__WORK INSTRUCTIONS__:
Starting at the top of the listing below, copy each line exactly, stopping after the line that contains "pub fn record(&mut".

__DATA EXCERPTS__:
= Beginning of Section =

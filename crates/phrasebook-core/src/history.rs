use std::time::{SystemTime, UNIX_EPOCH};

use phrasebook_types::{Language, TranslationResult};
use serde::{Deserialize, Serialize};
use uuid::Uuid;

pub const DEFAULT_MAX_SIZE: usize = 20;

#[derive(Debug, Clone, PartialEq, Serialize, Deserialize)]
pub struct HistoryRecord {
    pub id: Uuid,
    pub source_text: String,
    pub target_text: String,
    pub source_lang: Language,
    pub target_lang: Language,
    #[serde(default, skip_serializing_if = "Option::is_none")]
    pub romanization: Option<String>,
    pub timestamp_ms: u64,
    pub is_offline: bool,
}

impl HistoryRecord {
    pub fn new(source_text: &str, result: &TranslationResult) -> Self {
        Self {
            id: Uuid::new_v4(),
            source_text: source_text.to_string(),
            target_text: result.translated_text.clone(),
            source_lang: result.source_lang,
            target_lang: result.target_lang,
            romanization: result.romanization.clone(),
            timestamp_ms: now_ms(),
            is_offline: result.is_offline,
        }
    }
}

fn now_ms() -> u64 {
    SystemTime::now()
        .duration_since(UNIX_EPOCH)
        .map(|d| d.as_millis() as u64)
        .unwrap_or_default()
}

#[derive(Debug, Clone, PartialEq, Serialize)]
pub struct HistoryStats {
    pub total: usize,
    pub offline: usize,
    pub online: usize,
    /// Share of offline answers in [0, 1], 0 when empty
    pub offline_rate: f64,
    pub max_size: usize,
}

/// Bounded, newest-first list of past translations
#[derive(Debug, Clone)]
pub struct HistoryLog {
    records: Vec<HistoryRecord>,
    max_size: usize,
}

impl Default for HistoryLog {
    fn default() -> Self {
        Self::new(DEFAULT_MAX_SIZE)
    }
}

impl HistoryLog {
    pub fn new(max_size: usize) -> Self {
        Self {
            records: Vec::new(),
            max_size,
        }
    }

    /// Prepend a record for `result`, dropping the oldest past the cap
    pub fn record(&mut self, source_text: &str, result: &TranslationResult) -> Uuid {
        let record = HistoryRecord::new(source_text, result);
        let id = record.id;
        self.records.insert(0, record);
        self.records.truncate(self.max_size);
        id
    }

    pub fn entries(&self) -> &[HistoryRecord] {
        &self.records
    }

    pub fn len(&self) -> usize {
        self.records.len()
    }

    pub fn is_empty(&self) -> bool {
        self.records.is_empty()
    }

    pub fn clear(&mut self) {
        self.records.clear();
    }

    /// Remove one record, returning whether it existed
    pub fn delete(&mut self, id: Uuid) -> bool {
        let before = self.records.len();
        self.records.retain(|r| r.id != id);
        self.records.len() != before
    }

    pub fn max_size(&self) -> usize {
        self.max_size
    }

    pub fn set_max_size(&mut self, max_size: usize) {
        self.max_size = max_size;
        self.records.truncate(max_size);
    }

    pub fn stats(&self) -> HistoryStats {
        let total = self.records.len();
        let offline = self.records.iter().filter(|r| r.is_offline).count();
        let offline_rate = if total == 0 {
            0.0
        } else {
            offline as f64 / total as f64
        };

        HistoryStats {
            total,
            offline,
            online: total - offline,
            offline_rate,
            max_size: self.max_size,
        }
    }

    pub fn to_json(&self) -> serde_json::Result<String> {
        serde_json::to_string_pretty(&self.records)
    }

    /// Restore a persisted log, keeping the newest `max_size` records
    pub fn from_json(json: &str, max_size: usize) -> serde_json::Result<Self> {
        let mut records: Vec<HistoryRecord> = serde_json::from_str(json)?;
        records.truncate(max_size);
        Ok(Self { records, max_size })
    }
}

#[cfg(test)]
mod tests {
    use super::*;
    use phrasebook_types::TranslationOrigin;

    fn result(text: &str, is_offline: bool) -> TranslationResult {
        TranslationResult {
            translated_text: text.to_string(),
            romanization: is_offline.then(|| "annyeonghaseyo".to_string()),
            is_offline,
            matched_phrase: None,
            source_lang: Language::Chinese,
            target_lang: Language::Korean,
            origin: if is_offline {
                TranslationOrigin::Phrasebook
            } else {
                TranslationOrigin::Provider
            },
        }
    }

    #[test]
    fn test_newest_first_and_capped() {
        let mut log = HistoryLog::new(3);
        for i in 0..5 {
            log.record(&format!("句子{i}"), &result(&format!("문장{i}"), false));
        }

        assert_eq!(log.len(), 3);
        let sources: Vec<&str> = log.entries().iter().map(|r| r.source_text.as_str()).collect();
        assert_eq!(sources, vec!["句子4", "句子3", "句子2"]);
    }

    #[test]
    fn test_record_copies_result_fields() {
        let mut log = HistoryLog::default();
        let id = log.record("你好", &result("안녕하세요", true));

        let record = &log.entries()[0];
        assert_eq!(record.id, id);
        assert_eq!(record.target_text, "안녕하세요");
        assert_eq!(record.romanization.as_deref(), Some("annyeonghaseyo"));
        assert_eq!(record.source_lang, Language::Chinese);
        assert!(record.is_offline);
        assert!(record.timestamp_ms > 0);
    }

    #[test]
    fn test_ids_are_unique() {
        let mut log = HistoryLog::default();
        let a = log.record("一", &result("하나", false));
        let b = log.record("一", &result("하나", false));
        assert_ne!(a, b);
    }

    #[test]
    fn test_delete_and_clear() {
        let mut log = HistoryLog::default();
        let keep = log.record("一", &result("하나", false));
        let drop = log.record("二", &result("둘", false));

        assert!(log.delete(drop));
        assert!(!log.delete(drop));
        assert_eq!(log.entries()[0].id, keep);

        log.clear();
        assert!(log.is_empty());
    }

    #[test]
    fn test_shrinking_cap_trims_oldest() {
        let mut log = HistoryLog::new(5);
        for i in 0..5 {
            log.record(&i.to_string(), &result("x", false));
        }
        log.set_max_size(2);
        assert_eq!(log.max_size(), 2);
        let sources: Vec<&str> = log.entries().iter().map(|r| r.source_text.as_str()).collect();
        assert_eq!(sources, vec!["4", "3"]);
    }

    #[test]
    fn test_stats() {
        let mut log = HistoryLog::default();
        assert_eq!(log.stats().offline_rate, 0.0);

        log.record("你好", &result("안녕하세요", true));
        log.record("你好", &result("안녕하세요", true));
        log.record("明天见", &result("내일 봐요", false));
        log.record("谢谢", &result("감사합니다", true));

        let stats = log.stats();
        assert_eq!(stats.total, 4);
        assert_eq!(stats.offline, 3);
        assert_eq!(stats.online, 1);
        assert_eq!(stats.offline_rate, 0.75);
        assert_eq!(stats.max_size, DEFAULT_MAX_SIZE);
    }

    #[test]
    fn test_json_persistence() {
        let mut log = HistoryLog::default();
        log.record("你好", &result("안녕하세요", true));
        log.record("明天见", &result("내일 봐요", false));

        let json = log.to_json().unwrap();
        let restored = HistoryLog::from_json(&json, 1).unwrap();
        assert_eq!(restored.len(), 1);
        assert_eq!(restored.entries()[0], log.entries()[0]);
        assert_eq!(restored.entries()[0].romanization, None);

        assert!(HistoryLog::from_json("not json", 5).is_err());
    }
}
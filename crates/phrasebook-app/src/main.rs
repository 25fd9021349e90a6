use std::sync::Arc;

use clap::Parser;
use phrasebook_config::Config;
use phrasebook_types::{Language, PhraseEntry};
use tracing_subscriber::layer::SubscriberExt;
use tracing_subscriber::util::SubscriberInitExt;
use tracing_subscriber::{EnvFilter, fmt};

mod cli;
mod controller;
mod events;
mod io;
mod profile;
mod render;
mod state;

#[cfg(test)]
mod tests;

use cli::{Cli, Command, LangArgs};
use controller::AppController;
use state::AppState;

fn init_tracing(config: &Config) {
    let filter = EnvFilter::try_from_default_env().unwrap_or_else(|_| EnvFilter::new("info"));
    let registry = tracing_subscriber::registry().with(filter);

    if config.json_logs() {
        registry
            .with(fmt::layer().json().with_writer(std::io::stderr))
            .init();
    } else {
        registry
            .with(fmt::layer().with_writer(std::io::stderr))
            .init();
    }
}

#[tokio::main]
async fn main() -> anyhow::Result<()> {
    dotenvy::dotenv().ok();

    let cli = Cli::parse();
    let config = profile::load_config(cli.config.as_deref())?;
    init_tracing(&config);

    let state = Arc::new(AppState::build(config, cli.mock)?);
    tracing::debug!("Catalog loaded with {} phrases", state.router.index().len());

    match cli.command {
        Command::Translate { text, langs } => translate(&state, text, langs).await,
        Command::Batch { file, from, to } => batch(&state, &file, from, to).await,
        Command::Phrases { category } => {
            let index = state.router.index();
            match category {
                Some(category) => println!("{}", render::phrases(&index.by_category(category))),
                None => println!("{}", render::categories(&index.categories())),
            }
            Ok(())
        }
        Command::Similar { text, from, limit } => {
            let limit = limit.unwrap_or(state.config.matcher.suggestion_limit);
            let entries: Vec<PhraseEntry> = state
                .router
                .suggest(&text, from, limit)
                .into_iter()
                .map(|m| m.entry.clone())
                .collect();
            println!("{}", render::suggestions(&entries, from));
            Ok(())
        }
        Command::History { clear, stats } => history(&state, clear, stats).await,
        Command::Repl { langs } => repl(state, langs).await,
    }
}

async fn translate(state: &AppState, text: String, langs: LangArgs) -> anyhow::Result<()> {
    let result = state.router.translate(langs.request(text.clone())).await;

    match result {
        Ok(result) => {
            println!("{}", render::translation(&text, &result));
            state.history.write().await.record(&text, &result);
            state.save_history().await
        }
        Err(e) => {
            let source = if langs.auto {
                phrasebook_core::language::detect_pair(&text).0
            } else {
                langs.from
            };
            let suggestions: Vec<PhraseEntry> = state
                .router
                .suggest(&text, source, state.config.matcher.suggestion_limit)
                .into_iter()
                .map(|m| m.entry.clone())
                .collect();
            if !suggestions.is_empty() {
                println!("{}", render::suggestions(&suggestions, source));
            }
            Err(e.into())
        }
    }
}

async fn batch(
    state: &AppState,
    file: &std::path::Path,
    from: Language,
    to: Language,
) -> anyhow::Result<()> {
    let content = tokio::fs::read_to_string(file).await?;
    let lines: Vec<&str> = content
        .lines()
        .map(str::trim)
        .filter(|line| !line.is_empty())
        .collect();

    let results = state.translate_batch(&lines, from, to).await?;
    for (_, result) in &results {
        println!("{}", render::batch_line(result));
    }
    println!("{}/{} translated", results.len(), lines.len());
    Ok(())
}

async fn history(state: &AppState, clear: bool, stats: bool) -> anyhow::Result<()> {
    if clear {
        state.history.write().await.clear();
        state.save_history().await?;
        println!("History cleared");
        return Ok(());
    }

    let history = state.history.read().await;
    if stats {
        println!("{}", render::stats(&history.stats(), &state.router.cache().stats()));
    } else {
        println!("{}", render::history(&history));
    }
    Ok(())
}

async fn repl(state: Arc<AppState>, langs: LangArgs) -> anyhow::Result<()> {
    let controller = AppController::new(state.clone());
    let mut tasks = controller.spawn_tasks(langs);
    let mut interrupted = false;

    loop {
        tokio::select! {
            _ = tokio::signal::ctrl_c(), if !interrupted => {
                tracing::info!("Shutdown requested");
                interrupted = true;
                controller.shutdown();
            }
            joined = tasks.join_next() => match joined {
                None => break,
                Some(Ok(Ok(()))) => {}
                Some(Ok(Err(e))) => {
                    tracing::error!("Task failed: {}", e);
                    controller.shutdown();
                }
                Some(Err(e)) => {
                    tracing::error!("Task panicked: {}", e);
                    controller.shutdown();
                }
            }
        }
    }

    state.save_history().await?;

    // A pending stdin read cannot be cancelled and would block runtime shutdown
    if interrupted {
        std::process::exit(0);
    }
    Ok(())
}
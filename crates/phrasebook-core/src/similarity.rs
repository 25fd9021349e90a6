//! String similarity used to rank catalog phrases against free-form input.
//!
//! All lengths are counted in Unicode scalar values, so a Hangul syllable or a
//! Han character counts as one unit regardless of its UTF-8 width.

const BASE_WEIGHT: f64 = 0.6;
const CONTAINMENT_BONUS_CAP: f64 = 0.3;
const CONTAINMENT_BONUS_RATIO: f64 = 0.5;
const SHARED_BIGRAM_BONUS: f64 = 0.1;
const LENGTH_PENALTY_CAP: f64 = 0.2;
const LENGTH_PENALTY_RATIO: f64 = 0.2;

/// Levenshtein distance with unit costs, no transpositions
pub fn edit_distance(a: &str, b: &str) -> usize {
    let a: Vec<char> = a.chars().collect();
    let b: Vec<char> = b.chars().collect();
    distance(&a, &b)
}

fn distance(a: &[char], b: &[char]) -> usize {
    if a.is_empty() {
        return b.len();
    }
    if b.is_empty() {
        return a.len();
    }

    let mut prev: Vec<usize> = (0..=b.len()).collect();
    let mut cur = vec![0; b.len() + 1];

    for (i, ca) in a.iter().enumerate() {
        cur[0] = i + 1;
        for (j, cb) in b.iter().enumerate() {
            let cost = if ca == cb { 0 } else { 1 };
            cur[j + 1] = (prev[j + 1] + 1).min(cur[j] + 1).min(prev[j] + cost);
        }
        std::mem::swap(&mut prev, &mut cur);
    }

    prev[b.len()]
}

/// Normalized similarity in [0, 1]
pub fn similarity(a: &str, b: &str) -> f64 {
    if a == b {
        return 1.0;
    }
    let a: Vec<char> = a.chars().collect();
    let b: Vec<char> = b.chars().collect();
    ratio(&a, &b)
}

fn ratio(a: &[char], b: &[char]) -> f64 {
    if a == b {
        return 1.0;
    }
    if a.is_empty() || b.is_empty() {
        return 0.0;
    }
    let longest = a.len().max(b.len()) as f64;
    (1.0 - distance(a, b) as f64 / longest).max(0.0)
}

fn shares_bigram(a: &[char], b: &[char]) -> bool {
    if a.len() < 2 || b.len() < 2 {
        return false;
    }
    a.windows(2).any(|w| b.windows(2).any(|v| v == w))
}

/// Composite score of `input` against a catalog `candidate`, clamped to [0, 1].
///
/// Edit similarity carries most of the weight. A candidate that contains the
/// input gets a bonus proportional to how much of it the input covers, a
/// shared two-character run gets a flat bonus, and a length mismatch is
/// penalized.
pub fn match_score(input: &str, candidate: &str) -> f64 {
    if input.is_empty() || candidate.is_empty() {
        return 0.0;
    }

    let a: Vec<char> = input.chars().collect();
    let b: Vec<char> = candidate.chars().collect();
    let input_len = a.len() as f64;
    let candidate_len = b.len() as f64;

    let base = ratio(&a, &b) * BASE_WEIGHT;

    let bonus = if candidate.to_lowercase().contains(&input.to_lowercase()) {
        (input_len / candidate_len * CONTAINMENT_BONUS_RATIO).min(CONTAINMENT_BONUS_CAP)
    } else if shares_bigram(&a, &b) {
        SHARED_BIGRAM_BONUS
    } else {
        0.0
    };

    let longest = input_len.max(candidate_len);
    let penalty =
        ((input_len - candidate_len).abs() / longest * LENGTH_PENALTY_RATIO).min(LENGTH_PENALTY_CAP);

    (base + bonus - penalty).clamp(0.0, 1.0)
}
//! The eight statistics behind the dashboard charts.

use crate::aggregate::{GroupOrder, GroupedAggregate, GroupedSeries};
use crate::error::{Result, StatsError};
use crate::report::ReportKind;
use autosales_data::SalesTable;
use autosales_data::columns::{
    ADVERTISING_EXPENDITURE, AUTOMOBILE_SALES, MONTH, RECESSION, VEHICLE_TYPE, YEAR,
};
use polars::prelude::*;
use serde::{Deserialize, Serialize};
use std::fmt;
use std::str::FromStr;

/// Rows a statistic is computed over.
#[derive(Debug, Clone, Copy, PartialEq, Eq)]
enum Scope {
    /// Rows flagged as recession periods
    Recession,
    /// Every row
    All,
    /// Rows of the selected year
    SelectedYear,
}

/// A single chart statistic.
#[derive(Debug, Clone, Copy, PartialEq, Eq, Hash, Serialize, Deserialize)]
#[serde(rename_all = "snake_case")]
pub enum Statistic {
    /// Mean sales per year during recessions
    RecessionSalesByYear,
    /// Mean sales per vehicle type during recessions
    RecessionSalesByVehicle,
    /// Mean advertising spend per vehicle type during recessions
    RecessionAdvertisingByVehicle,
    /// Mean sales per vehicle type during recessions, largest first
    RecessionSalesRanking,
    /// Mean sales per year over the whole table
    YearlySalesTrend,
    /// Mean sales per month of the selected year
    MonthlySales,
    /// Mean sales per vehicle type in the selected year, largest first
    VehicleSalesRanking,
    /// Total advertising spend per vehicle type in the selected year
    AdvertisingTotalByVehicle,
}

impl Statistic {
    /// Every statistic, recession report first.
    pub const ALL: [Self; 8] = [
        Self::RecessionSalesByYear,
        Self::RecessionSalesByVehicle,
        Self::RecessionAdvertisingByVehicle,
        Self::RecessionSalesRanking,
        Self::YearlySalesTrend,
        Self::MonthlySales,
        Self::VehicleSalesRanking,
        Self::AdvertisingTotalByVehicle,
    ];

    /// Stable identifier used by the CLI and the export endpoint.
    pub const fn name(&self) -> &'static str {
        match self {
            Self::RecessionSalesByYear => "recession_sales_by_year",
            Self::RecessionSalesByVehicle => "recession_sales_by_vehicle",
            Self::RecessionAdvertisingByVehicle => "recession_advertising_by_vehicle",
            Self::RecessionSalesRanking => "recession_sales_ranking",
            Self::YearlySalesTrend => "yearly_sales_trend",
            Self::MonthlySales => "monthly_sales",
            Self::VehicleSalesRanking => "vehicle_sales_ranking",
            Self::AdvertisingTotalByVehicle => "advertising_total_by_vehicle",
        }
    }

    /// Report this statistic belongs to.
    pub const fn report(&self) -> ReportKind {
        match self {
            Self::RecessionSalesByYear
            | Self::RecessionSalesByVehicle
            | Self::RecessionAdvertisingByVehicle
            | Self::RecessionSalesRanking => ReportKind::Recession,
            Self::YearlySalesTrend
            | Self::MonthlySales
            | Self::VehicleSalesRanking
            | Self::AdvertisingTotalByVehicle => ReportKind::Yearly,
        }
    }

    const fn scope(&self) -> Scope {
        match self {
            Self::RecessionSalesByYear
            | Self::RecessionSalesByVehicle
            | Self::RecessionAdvertisingByVehicle
            | Self::RecessionSalesRanking => Scope::Recession,
            Self::YearlySalesTrend => Scope::All,
            Self::MonthlySales | Self::VehicleSalesRanking | Self::AdvertisingTotalByVehicle => {
                Scope::SelectedYear
            }
        }
    }

    /// Whether computing this statistic needs a selected year.
    pub const fn needs_year(&self) -> bool {
        matches!(self.scope(), Scope::SelectedYear)
    }

    /// The group-by step of this statistic.
    pub const fn aggregate(&self) -> GroupedAggregate {
        match self {
            Self::RecessionSalesByYear | Self::YearlySalesTrend => {
                GroupedAggregate::mean(YEAR, AUTOMOBILE_SALES)
            }
            Self::RecessionSalesByVehicle => GroupedAggregate::mean(VEHICLE_TYPE, AUTOMOBILE_SALES),
            Self::RecessionAdvertisingByVehicle => {
                GroupedAggregate::mean(VEHICLE_TYPE, ADVERTISING_EXPENDITURE)
            }
            Self::RecessionSalesRanking => GroupedAggregate::mean(VEHICLE_TYPE, AUTOMOBILE_SALES)
                .ordered(GroupOrder::ValueDescending),
            Self::MonthlySales => {
                GroupedAggregate::mean(MONTH, AUTOMOBILE_SALES).ordered(GroupOrder::FirstSeen)
            }
            Self::VehicleSalesRanking => GroupedAggregate::mean(VEHICLE_TYPE, AUTOMOBILE_SALES)
                .ordered(GroupOrder::ValueDescending),
            Self::AdvertisingTotalByVehicle => {
                GroupedAggregate::sum(VEHICLE_TYPE, ADVERTISING_EXPENDITURE)
            }
        }
    }

    /// Restrict the table to the rows this statistic covers.
    fn scoped(&self, table: &SalesTable, year: Option<i32>) -> Result<LazyFrame> {
        match self.scope() {
            Scope::Recession => Ok(table.lazy().filter(col(RECESSION).eq(lit(1)))),
            Scope::All => Ok(table.lazy()),
            Scope::SelectedYear => {
                let year = year.ok_or_else(|| StatsError::MissingYear(self.name().to_string()))?;
                Ok(table.lazy().filter(col(YEAR).eq(lit(year))))
            }
        }
    }

    /// Compute the statistic.
    ///
    /// `year` is only read by per-year statistics; the others ignore it.
    ///
    /// # Errors
    /// Returns `StatsError::MissingYear` when a per-year statistic gets no year.
    pub fn compute(&self, table: &SalesTable, year: Option<i32>) -> Result<GroupedSeries> {
        let data = self.scoped(table, year)?;
        self.aggregate().apply(self.name(), data)
    }
}

impl fmt::Display for Statistic {
    fn fmt(&self, f: &mut fmt::Formatter<'_>) -> fmt::Result {
        f.write_str(self.name())
    }
}

impl FromStr for Statistic {
    type Err = StatsError;

    fn from_str(s: &str) -> Result<Self> {
        Self::ALL
            .into_iter()
            .find(|stat| stat.name() == s)
            .ok_or_else(|| StatsError::UnknownStatistic(s.to_string()))
    }
}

= End of Section =

__SOLUTION FOR THIS PROBLEM__:
filename crates/phrasebook-core/src/history.rs
use std::time::{SystemTime, UNIX_EPOCH};

use phrasebook_types::{Language, TranslationResult};
use serde::{Deserialize, Serialize};
use uuid::Uuid;

pub const DEFAULT_MAX_SIZE: usize = 20;

#[derive(Debug, Clone, PartialEq, Serialize, Deserialize)]
pub struct HistoryRecord {
    pub id: Uuid,
    pub source_text: String,
    pub target_text: String,
    pub source_lang: Language,
    pub target_lang: Language,
    #[serde(default, skip_serializing_if = "Option::is_none")]
    pub romanization: Option<String>,
    pub timestamp_ms: u64,
    pub is_offline: bool,
}

impl HistoryRecord {
    pub fn new(source_text: &str, result: &TranslationResult) -> Self {
        Self {
            id: Uuid::new_v4(),
            source_text: source_text.to_string(),
            target_text: result.translated_text.clone(),
            source_lang: result.source_lang,
            target_lang: result.target_lang,
            romanization: result.romanization.clone(),
            timestamp_ms: now_ms(),
            is_offline: result.is_offline,
        }
    }
}

fn now_ms() -> u64 {
    SystemTime::now()
        .duration_since(UNIX_EPOCH)
        .map(|d| d.as_millis() as u64)
        .unwrap_or_default()
}

#[derive(Debug, Clone, PartialEq, Serialize)]
pub struct HistoryStats {
    pub total: usize,
    pub offline: usize,
    pub online: usize,
    /// Share of offline answers in [0, 1], 0 when empty
    pub offline_rate: f64,
    pub max_size: usize,
}

/// Bounded, newest-first list of past translations
#[derive(Debug, Clone)]
pub struct HistoryLog {
    records: Vec<HistoryRecord>,
    max_size: usize,
}

impl Default for HistoryLog {
    fn default() -> Self {
        Self::new(DEFAULT_MAX_SIZE)
    }
}

impl HistoryLog {
    pub fn new(max_size: usize) -> Self {
        Self {
            records: Vec::new(),
            max_size,
        }
    }

    /// Prepend a record for `result`, dropping the oldest past the cap
    pub fn record(&mut self, source_text: &str, result: &TranslationResult) -> Uuid {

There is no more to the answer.